Association football match

The 2010 Football League One play-off final was an association football match which was played on 29 May 2010 at Wembley Stadium, London, between Millwall and Swindon Town to determine the third and final team to gain promotion from Football League One to the Football League Championship. The top two teams of the 2009–10 Football League One season, Norwich City and Leeds United, gained automatic promotion to the Championship, while the teams placed from third to sixth place in the table took part in play-off semi-finals; the winners of these semi-finals competed for the final place for the 2010–11 season in the Championship. Charlton Athletic and Huddersfield Town were the losing semi-finalists, having been defeated by Swindon and Millwall respectively.

The referee for the match, which was played in front of 73,108 spectators, was Colin Webster. Both sides failed to capitalise on early chances to score, while an own-goal header by Swindon's Kevin Amankwaah was disallowed, as Millwall's Liam Trotter had been offside in the build-up. Steve Morison's shot was then blocked before Paul Robinson scored to make it 1-0 to Millwall: Scott Cuthbert's header from Danny Schofield's corner fell to Robinson who struck from close range. In the 72nd minute, a through-ball from Robinson sent Charlie Austin clear but his shot was high over the Millwall crossbar with only the goalkeeper to beat. Austin saw the final chance of the match pushed round the post by Millwall goalkeeper David Forde to ensure the match ended 1-0. Millwall were promoted to the Championship in their first success in the play-offs in six attempts.

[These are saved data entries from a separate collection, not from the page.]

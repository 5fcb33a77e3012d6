use anyhow::Result;
use colored::Colorize;
use comfy_table::{presets::UTF8_FULL, Cell, Color, ContentArrangement, Table};
use std::path::PathBuf;
use tracing::info;
use twin_cost::config::Config;
use twin_cost::pricing::{load_pricing_file, LoadedPricing, PricingTable};

fn load(cfg: &Config, file: Option<PathBuf>) -> Result<LoadedPricing> {
    let path = file.unwrap_or_else(|| cfg.pricing.path.clone());
    Ok(load_pricing_file(path)?)
}

/// Execute the pricing validate command
pub fn validate(cfg: &Config, file: Option<PathBuf>) -> Result<()> {
    println!("{}", "Validating pricing document...".yellow());

    let pricing = load(cfg, file)?;

    println!("{}", "✓ Pricing document is valid".green());
    println!();
    println!("{}", "Summary:".bold());
    println!("  Source: {}", pricing.source);
    println!("  SHA-256: {}", pricing.fingerprint);
    println!(
        "  Egress tiers: AWS {}, Azure {}",
        pricing.table.aws.transfer.tiers.len(),
        pricing.table.azure.transfer.tiers.len()
    );

    info!("Pricing validation successful");
    Ok(())
}

/// Execute the pricing show command
pub fn show(cfg: &Config, file: Option<PathBuf>) -> Result<()> {
    let pricing = load(cfg, file)?;

    println!("{} {}", "Pricing document:".green().bold(), pricing.source);
    println!("{} {}", "SHA-256:".dimmed(), pricing.fingerprint);
    println!("{}", build_summary_table(&pricing.table));
    Ok(())
}

/// One row per layer and provider with the headline prices
fn summary_rows(table: &PricingTable) -> Vec<[String; 4]> {
    let aws = &table.aws;
    let azure = &table.azure;
    let row = |layer: &str, provider: &str, service: &str, detail: String| {
        [layer.to_string(), provider.to_string(), service.to_string(), detail]
    };

    vec![
        row(
            "Data Acquisition",
            "AWS",
            "IoT Core",
            format!(
                "${}/device, {} message tiers",
                aws.iot_core.price_per_device_and_month,
                aws.iot_core.message_tiers.tiers.len()
            ),
        ),
        row(
            "Data Acquisition",
            "Azure",
            "IoT Hub",
            format!("{} capacity bands", azure.iot_hub.capacity_bands.len()),
        ),
        row(
            "Data Processing",
            "AWS",
            "Lambda",
            format!(
                "${}/request, ${}/GB-s",
                aws.lambda.request_price, aws.lambda.duration_price
            ),
        ),
        row(
            "Data Processing",
            "Azure",
            "Functions",
            format!(
                "${}/request, ${}/GB-s",
                azure.functions.request_price, azure.functions.duration_price
            ),
        ),
        row(
            "Hot Storage",
            "AWS",
            "DynamoDB",
            format!("${}/GB-month", aws.dynamo_db.storage_price),
        ),
        row(
            "Hot Storage",
            "Azure",
            "Cosmos DB",
            format!(
                "{} RU/s floor, ${}/GB-month",
                azure.cosmos_db.minimum_request_units, azure.cosmos_db.storage_price
            ),
        ),
        row(
            "Cool Storage",
            "AWS",
            "S3 Infrequent Access",
            format!("${}/GB-month", aws.s3_infrequent_access.storage_price),
        ),
        row(
            "Cool Storage",
            "Azure",
            "Blob Storage (cool)",
            format!("${}/GB-month", azure.blob_storage_cool.storage_price),
        ),
        row(
            "Archive Storage",
            "AWS",
            "S3 Glacier Deep Archive",
            format!("${}/GB-month", aws.s3_glacier_deep_archive.storage_price),
        ),
        row(
            "Archive Storage",
            "Azure",
            "Blob Storage (archive)",
            format!("${}/GB-month", azure.blob_storage_archive.storage_price),
        ),
        row(
            "Twin Management",
            "AWS",
            "IoT TwinMaker",
            format!(
                "${}/entity, ${}/query",
                aws.iot_twin_maker.entity_price, aws.iot_twin_maker.query_price
            ),
        ),
        row(
            "Twin Management",
            "Azure",
            "Digital Twins",
            format!(
                "${}/operation, {} query-unit bands",
                azure.digital_twins.operation_price,
                azure.digital_twins.query_unit_tiers.len()
            ),
        ),
        row(
            "Data Visualization",
            "AWS",
            "Managed Grafana",
            format!(
                "${}/editor, ${}/viewer",
                aws.managed_grafana.editor_price, aws.managed_grafana.viewer_price
            ),
        ),
        row(
            "Data Visualization",
            "Azure",
            "Managed Grafana",
            format!(
                "${}/user, ${}/hour",
                azure.managed_grafana.user_price, azure.managed_grafana.hourly_price
            ),
        ),
    ]
}

fn build_summary_table(pricing: &PricingTable) -> Table {
    let mut table = Table::new();
    table
        .load_preset(UTF8_FULL)
        .set_content_arrangement(ContentArrangement::Dynamic);

    table.set_header(vec![
        Cell::new("LAYER").fg(Color::Cyan),
        Cell::new("PROVIDER").fg(Color::Cyan),
        Cell::new("SERVICE").fg(Color::Cyan),
        Cell::new("PRICES").fg(Color::Cyan),
    ]);
    for row in summary_rows(pricing) {
        table.add_row(row.into_iter().map(Cell::new).collect::<Vec<_>>());
    }

    table
}

#[cfg(test)]
mod tests {
    use super::*;
    use std::io::Write;
    use twin_cost::pricing::parse_pricing_json;

    const PRICING: &str = include_str!("../../pricing.json");

    #[test]
    fn test_summary_covers_every_layer_and_provider() {
        let table = parse_pricing_json(PRICING).unwrap();
        let rows = summary_rows(&table);
        assert_eq!(rows.len(), 14);
        assert!(rows.iter().any(|r| r[2] == "Cosmos DB" && r[3].contains("400")));
        assert_eq!(build_summary_table(&table).row_iter().count(), 14);
    }

    #[test]
    fn test_file_argument_overrides_config() {
        let mut file = tempfile::Builder::new().suffix(".json").tempfile().unwrap();
        file.write_all(PRICING.as_bytes()).unwrap();

        let mut cfg = Config::default();
        cfg.pricing.path = PathBuf::from("/nonexistent/pricing.json");
        assert!(load(&cfg, None).is_err());

        let loaded = load(&cfg, Some(file.path().to_path_buf())).unwrap();
        assert_eq!(loaded.fingerprint.len(), 64);
    }
}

Swindon Town ended their following season bottom of the League One table and were relegated to League Two. Millwall's next season saw them finish in ninth place in the Championship, three positions and eight points outside the play-offs.

==Route to the final==

Millwall finished the regular 2009–10 season in third place in Football League One, the third tier of the English football league system, two places ahead of Swindon Town. Both therefore missed out on the two automatic places for promotion to the Football League Championship and instead took part in the play-offs to determine the third promoted team. Millwall finished one point behind Leeds United (who were promoted in second place) and ten behind league winners Norwich City. Swindon Town ended the season a further three points behind Millwall. Southampton would have finished the season in fifth position in League One but they had been penalised with a ten-point deduction as a result of the club's parent company going into administration.

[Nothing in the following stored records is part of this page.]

//! Hot, cool and archive storage cost models.
//!
//! Each tier consumes the result of the layer in front of it: hot storage the
//! processing result, cool storage the hot result, archive the cool result.
//! The stored data volume is carried through unchanged so the transfer edges
//! can price moving it onward.

use crate::error::Result;
use crate::layers::{Layer, LayerCostResult};
use crate::pricing::models::{
    BlobStorageArchivePricing, BlobStorageCoolPricing, CosmosDbPricing, DynamoDbPricing,
    GlacierDeepArchivePricing, S3InfrequentAccessPricing,
};
use crate::pricing::{tiered, PricingTable, TierSchedule};
use crate::provider::{Provider, StorageNode, StorageTier};
use crate::workload::{WorkloadInput, DAYS_PER_MONTH, HOURS_PER_MONTH};
use tracing::debug;

/// Extra half month of hot data kept while the monthly move to cool storage runs
const HOT_RETENTION_BUFFER_MONTHS: f64 = 0.5;
const SECONDS_PER_MONTH: f64 = DAYS_PER_MONTH * 24.0 * 60.0 * 60.0;
/// Cool objects are written in 100 MB chunks
const OBJECT_CHUNK_MB: f64 = 100.0;
/// Share of cool data read back each month
const COOL_RETRIEVAL_FRACTION: f64 = 0.1;
/// Share of archived data expected to be restored
const ARCHIVE_RETRIEVAL_FRACTION: f64 = 0.01;

/// Monthly cost of one storage node, fed by the result of the previous layer
pub fn compute(
    node: StorageNode,
    upstream: &LayerCostResult,
    workload: &WorkloadInput,
    pricing: &PricingTable,
) -> Result<LayerCostResult> {
    let data_size_in_gb = upstream.require_data_size()?;

    let cost = match (node.tier, node.provider) {
        (StorageTier::Hot, Provider::Aws) => dynamo_db_cost(
            data_size_in_gb,
            upstream.require_messages()?,
            workload.message_size_kb,
            workload.hot_months,
            &pricing.aws.dynamo_db,
        )?,
        (StorageTier::Hot, Provider::Azure) => cosmos_db_cost(
            data_size_in_gb,
            upstream.require_messages()?,
            workload.message_size_kb,
            workload.hot_months,
            &pricing.azure.cosmos_db,
        ),
        (StorageTier::Cool, Provider::Aws) => s3_infrequent_access_cost(
            data_size_in_gb,
            workload.cool_months,
            &pricing.aws.s3_infrequent_access,
        ),
        (StorageTier::Cool, Provider::Azure) => blob_cool_cost(
            data_size_in_gb,
            workload.cool_months,
            &pricing.azure.blob_storage_cool,
        ),
        (StorageTier::Archive, Provider::Aws) => glacier_deep_archive_cost(
            data_size_in_gb,
            workload.archive_months,
            &pricing.aws.s3_glacier_deep_archive,
        ),
        (StorageTier::Archive, Provider::Azure) => blob_archive_cost(
            data_size_in_gb,
            workload.archive_months,
            &pricing.azure.blob_storage_archive,
        ),
    };
    debug!(node = %node, data_size_in_gb, cost, "storage cost");

    Ok(LayerCostResult::new(Layer::storage(node.tier), node.provider, cost)?
        .with_data_size(data_size_in_gb))
}

/// Document store: per-unit writes and reads plus storage above the free allowance
fn dynamo_db_cost(
    data_size_in_gb: f64,
    messages: f64,
    message_size_kb: f64,
    months: f64,
    pricing: &DynamoDbPricing,
) -> Result<f64> {
    let stored_gb = data_size_in_gb * (months + HOT_RETENTION_BUFFER_MONTHS);

    let write_units = messages * message_size_kb;
    let read_units = messages / 2.0;

    let storage_schedule = TierSchedule::flat(pricing.free_storage * months, pricing.storage_price);
    let storage_cost = tiered::evaluate(stored_gb, &storage_schedule)?.ceil();

    Ok(pricing.write_price * write_units + pricing.read_price * read_units + storage_cost)
}

/// Provisioned-throughput table store with a request-unit floor.
///
/// The message-size multiplier is an empirical approximation of the vendor
/// calculator once throughput rises above the floor.
fn cosmos_db_cost(
    data_size_in_gb: f64,
    messages: f64,
    message_size_kb: f64,
    months: f64,
    pricing: &CosmosDbPricing,
) -> f64 {
    let stored_gb = data_size_in_gb * (months + HOT_RETENTION_BUFFER_MONTHS);

    let writes_per_second = messages / SECONDS_PER_MONTH;
    let reads_per_second = writes_per_second;
    let projected = (writes_per_second * pricing.rus_per_write
        + reads_per_second * pricing.rus_per_read)
        .ceil();

    let mut request_units = pricing.minimum_request_units;
    let mut multiplier = 1.0;
    if projected > request_units {
        request_units = projected;
        multiplier += (message_size_kb - 1.0).max(0.0) * pricing.message_size_multiplier_step;
    }

    HOURS_PER_MONTH * request_units * pricing.request_price * multiplier
        + stored_gb * pricing.storage_price
}

fn object_chunks(data_size_in_gb: f64) -> f64 {
    (data_size_in_gb * 1024.0 / OBJECT_CHUNK_MB).ceil()
}

/// Infrequent-access object storage: initial put and lifecycle transition per chunk
fn s3_infrequent_access_cost(
    data_size_in_gb: f64,
    months: f64,
    pricing: &S3InfrequentAccessPricing,
) -> f64 {
    let requests = object_chunks(data_size_in_gb) * 2.0;
    let retrieved_gb = data_size_in_gb * months * COOL_RETRIEVAL_FRACTION + data_size_in_gb;

    pricing.storage_price * data_size_in_gb * months
        + pricing.upfront_price * data_size_in_gb * months
        + pricing.request_price * requests
        + pricing.data_retrieval_price * retrieved_gb
}

fn blob_cool_cost(data_size_in_gb: f64, months: f64, pricing: &BlobStorageCoolPricing) -> f64 {
    let writes = object_chunks(data_size_in_gb);
    let reads = writes * COOL_RETRIEVAL_FRACTION;
    let retrieved_gb = data_size_in_gb * COOL_RETRIEVAL_FRACTION + data_size_in_gb;

    pricing.storage_price * data_size_in_gb * months
        + writes * pricing.write_price
        + reads * pricing.read_price
        + retrieved_gb * pricing.data_retrieval_price
}

/// Deep archive: one put plus one lifecycle request per GB
fn glacier_deep_archive_cost(
    data_size_in_gb: f64,
    months: f64,
    pricing: &GlacierDeepArchivePricing,
) -> f64 {
    let stored_gb = data_size_in_gb * months;
    let requests = data_size_in_gb * 2.0;
    let retrieved_gb = stored_gb * ARCHIVE_RETRIEVAL_FRACTION;

    stored_gb * pricing.storage_price
        + requests * pricing.lifecycle_and_write_price
        + retrieved_gb * pricing.data_retrieval_price
}

fn blob_archive_cost(data_size_in_gb: f64, months: f64, pricing: &BlobStorageArchivePricing) -> f64 {
    let stored_gb = data_size_in_gb * months;
    let writes = data_size_in_gb;
    let retrieved_gb = stored_gb * ARCHIVE_RETRIEVAL_FRACTION;

    stored_gb * pricing.storage_price
        + writes * pricing.write_price
        + retrieved_gb * pricing.data_retrieval_price
}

Swindon Town's opponents for their play-off semi-final were Charlton Athletic with the first match of the two-legged tie taking place at the County Ground in Swindon on 14 May 2010. The home side dominated the first half but it ended goalless. Early in the second half, Charlton's Nicky Bailey saw his curling shot hit the inside of a Swindon goalpost. Charlie Austin put Swindon ahead on 52 minutes with a header from Alan Sheehan's cross. Eight minutes later, Simon Ferry and Darren Ward had a two-on-one with Darren Randolph after a quick break and Ward scored with a low shot to make it 2-0. Deon Burton headed past David Lucas in the Swindon goal in the 65th minute following a long pass from Randolph to halve the deficit; the match ended 2-1. The second leg of the semi-final was played three days later at the Valley in Charlton. Within five minutes of the start, Lucas was forced off with a shoulder injury and was replaced by Phil Smith. Charlton controlled the first half and went ahead with an own goal from Ferry in the 27th minute. In stoppage time, the home side doubled their lead with a 16 yd strike from Dave Mooney. Midway through the second half, Gordon Greer was sent off for Swindon after a high challenge on Burton, but on 74 minutes Ward scored to level the tie on aggregate. Miguel Llera was then sent off for Charlton after dragging down Austin and the game went into extra time. With no further goals in the additional 30 minutes, the tie went to a penalty shootout. Bailey missed Charlton's second spot kick and with all other penalties being converted, Swindon won 5-4 and progressed to the final.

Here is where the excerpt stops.